Marilyn Tavenner, director of the Centers for Medicare and Medicaid Services, estimated the website received 2.8 million visitors on the first day the ObamaCare website launched. U.S. Chief Technology Officer Todd Park told USA Today that as many as a quarter million users were simultaneously attempting to use the website during the first week following the launch.
An administration official downplayed the test results, saying it had been cherry picked without context from many tests conducted that day.
And Health and Human Services spokeswoman Joanne Peters said that while there was “no question we wish we had done more testing,” that the administration was now “working around the clock to improve the consumer experience” on the ObamaCare website.

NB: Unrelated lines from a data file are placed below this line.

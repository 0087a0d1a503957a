use crate::error::Result;
use crate::util::{bool_to_double, double_to_bool, require_int};

/// The highest priority in the catalogue; operators at this priority are
/// folded eagerly while the chain is still being built.
pub const HIGHEST_PRIORITY: u8 = Operator::Power.priority();

/// The binary operator catalogue.
///
/// Every operator is binary and left-associative under the chain's
/// tie-break rule, *including* [`Operator::Power`]: `2^3^2` evaluates as
/// `(2^3)^2 = 64`, not the conventional right-associative `512`.
#[derive(Debug, Clone, Copy, PartialEq, Eq)]
pub enum Operator {
    Power,
    Multiplication,
    Division,
    Modulo,
    Addition,
    Subtraction,
    LeftShift,
    RightShift,
    LessThan,
    GreaterThan,
    LessThanOrEqual,
    GreaterThanOrEqual,
    Equals,
    NotEquals,
    BitwiseAnd,
    BitwiseOr,
    LogicalAnd,
    LogicalOr,
}

impl Operator {
    /// Priority of this operator, between 19 and [`HIGHEST_PRIORITY`];
    /// higher binds tighter.
    pub const fn priority(self) -> u8 {
        match self {
            Operator::Power => 32,
            Operator::Multiplication | Operator::Division | Operator::Modulo => 29,
            Operator::Addition | Operator::Subtraction => 28,
            Operator::LeftShift | Operator::RightShift => 27,
            Operator::LessThan
            | Operator::GreaterThan
            | Operator::LessThanOrEqual
            | Operator::GreaterThanOrEqual => 25,
            Operator::Equals | Operator::NotEquals => 24,
            Operator::BitwiseAnd => 23,
            Operator::BitwiseOr => 21,
            Operator::LogicalAnd => 20,
            Operator::LogicalOr => 19,
        }
    }

    pub const fn symbol(self) -> &'static str {
        match self {
            Operator::Power => "^",
            Operator::Multiplication => "*",
            Operator::Division => "/",
            Operator::Modulo => "%",
            Operator::Addition => "+",
            Operator::Subtraction => "-",
            Operator::LeftShift => "<<",
            Operator::RightShift => ">>",
            Operator::LessThan => "<",
            Operator::GreaterThan => ">",
            Operator::LessThanOrEqual => "<=",
            Operator::GreaterThanOrEqual => ">=",
            Operator::Equals => "==",
            Operator::NotEquals => "!=",
            Operator::BitwiseAnd => "&",
            Operator::BitwiseOr => "|",
            Operator::LogicalAnd => "&&",
            Operator::LogicalOr => "||",
        }
    }

    /// Applies the operator's semantic function.
    ///
    /// Bit operators coerce both sides to exact 32-bit signed integers and
    /// fail otherwise; shifts mask the shift distance like 32-bit shifts do.
    /// Division and modulo follow IEEE 754 (no division-by-zero error, sign
    /// of `%` follows the dividend).
    pub fn apply(self, a: f64, b: f64) -> Result<f64> {
        Ok(match self {
            Operator::Power => a.powf(b),
            Operator::Multiplication => a * b,
            Operator::Division => a / b,
            Operator::Modulo => a % b,
            Operator::Addition => a + b,
            Operator::Subtraction => a - b,
            Operator::LeftShift => require_int(a)?.wrapping_shl(require_int(b)? as u32) as f64,
            Operator::RightShift => require_int(a)?.wrapping_shr(require_int(b)? as u32) as f64,
            Operator::LessThan => bool_to_double(a < b),
            Operator::GreaterThan => bool_to_double(a > b),
            Operator::LessThanOrEqual => bool_to_double(a <= b),
            Operator::GreaterThanOrEqual => bool_to_double(a >= b),
            Operator::Equals => bool_to_double(a == b),
            Operator::NotEquals => bool_to_double(a != b),
            Operator::BitwiseAnd => (require_int(a)? & require_int(b)?) as f64,
            Operator::BitwiseOr => (require_int(a)? | require_int(b)?) as f64,
            Operator::LogicalAnd => bool_to_double(double_to_bool(a) && double_to_bool(b)),
            Operator::LogicalOr => bool_to_double(double_to_bool(a) || double_to_bool(b)),
        })
    }
}

#[cfg(test)]
mod tests {
    use super::*;
    use crate::error::Error;

    #[test]
    fn test_priorities() {
        assert_eq!(Operator::Power.priority(), HIGHEST_PRIORITY);
        assert!(Operator::Multiplication.priority() > Operator::Addition.priority());
        assert!(Operator::Addition.priority() > Operator::LeftShift.priority());
        assert!(Operator::LeftShift.priority() > Operator::LessThan.priority());
        assert!(Operator::LessThan.priority() > Operator::Equals.priority());
        assert!(Operator::Equals.priority() > Operator::BitwiseAnd.priority());
        assert!(Operator::BitwiseAnd.priority() > Operator::BitwiseOr.priority());
        assert!(Operator::BitwiseOr.priority() > Operator::LogicalAnd.priority());
        assert!(Operator::LogicalAnd.priority() > Operator::LogicalOr.priority());
    }

    #[test]
    fn test_modulo_sign_follows_dividend() {
        assert_eq!(Operator::Modulo.apply(-16.0, 12.0), Ok(-4.0));
        assert_eq!(Operator::Modulo.apply(16.0, -12.0), Ok(4.0));
    }

    #[test]
    fn test_division_is_ieee() {
        assert_eq!(Operator::Division.apply(1.0, 0.0), Ok(f64::INFINITY));
    }

    #[test]
    fn test_shifts_require_integers() {
        assert_eq!(Operator::LeftShift.apply(1.0, 3.0), Ok(8.0));
        assert_eq!(Operator::RightShift.apply(-8.0, 1.0), Ok(-4.0));
        assert_eq!(
            Operator::LeftShift.apply(1.5, 3.0),
            Err(Error::IntegerRequired(1.5))
        );
        // shift distance masked to 5 bits, like 32-bit shifts
        assert_eq!(Operator::LeftShift.apply(1.0, 33.0), Ok(2.0));
    }

    #[test]
    fn test_comparisons_yield_zero_or_one() {
        assert_eq!(Operator::LessThan.apply(1.0, 2.0), Ok(1.0));
        assert_eq!(Operator::GreaterThanOrEqual.apply(1.0, 2.0), Ok(0.0));
        assert_eq!(Operator::Equals.apply(2.0, 2.0), Ok(1.0));
        assert_eq!(Operator::LogicalAnd.apply(0.5, 2.0), Ok(1.0));
        assert_eq!(Operator::LogicalOr.apply(0.0, 0.0), Ok(0.0));
    }
}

“One of the items we have ticked off our punch list is response times for page loads, which we have reduced dramatically from eight seconds to less than one second,” Peters said. “Moving forward, the team is focused on diagnosing and fixing every tech issue as it is identified.”
The administration has pledged to have the website working for the majority of consumers by the end of the month.
During a meeting Wednesday with vulnerable Senate Democrats, lawmakers pressed President Obama to get the website fixed as quickly as possible.
"The rollout of HealthCare.gov has not been smooth, to say the least, and I shared the concerns of Coloradans directly with the president,” Sen. Mark Udall (Colo.) said of the White House pow-wow.
During a speech later in Dallas, the president said “nothing drives him more crazy” than the technical problems affecting the website.
“This is like having a really good product in a store and the cash registers don't work; there are not enough parking spots; and nobody can get through the door,” Obama said.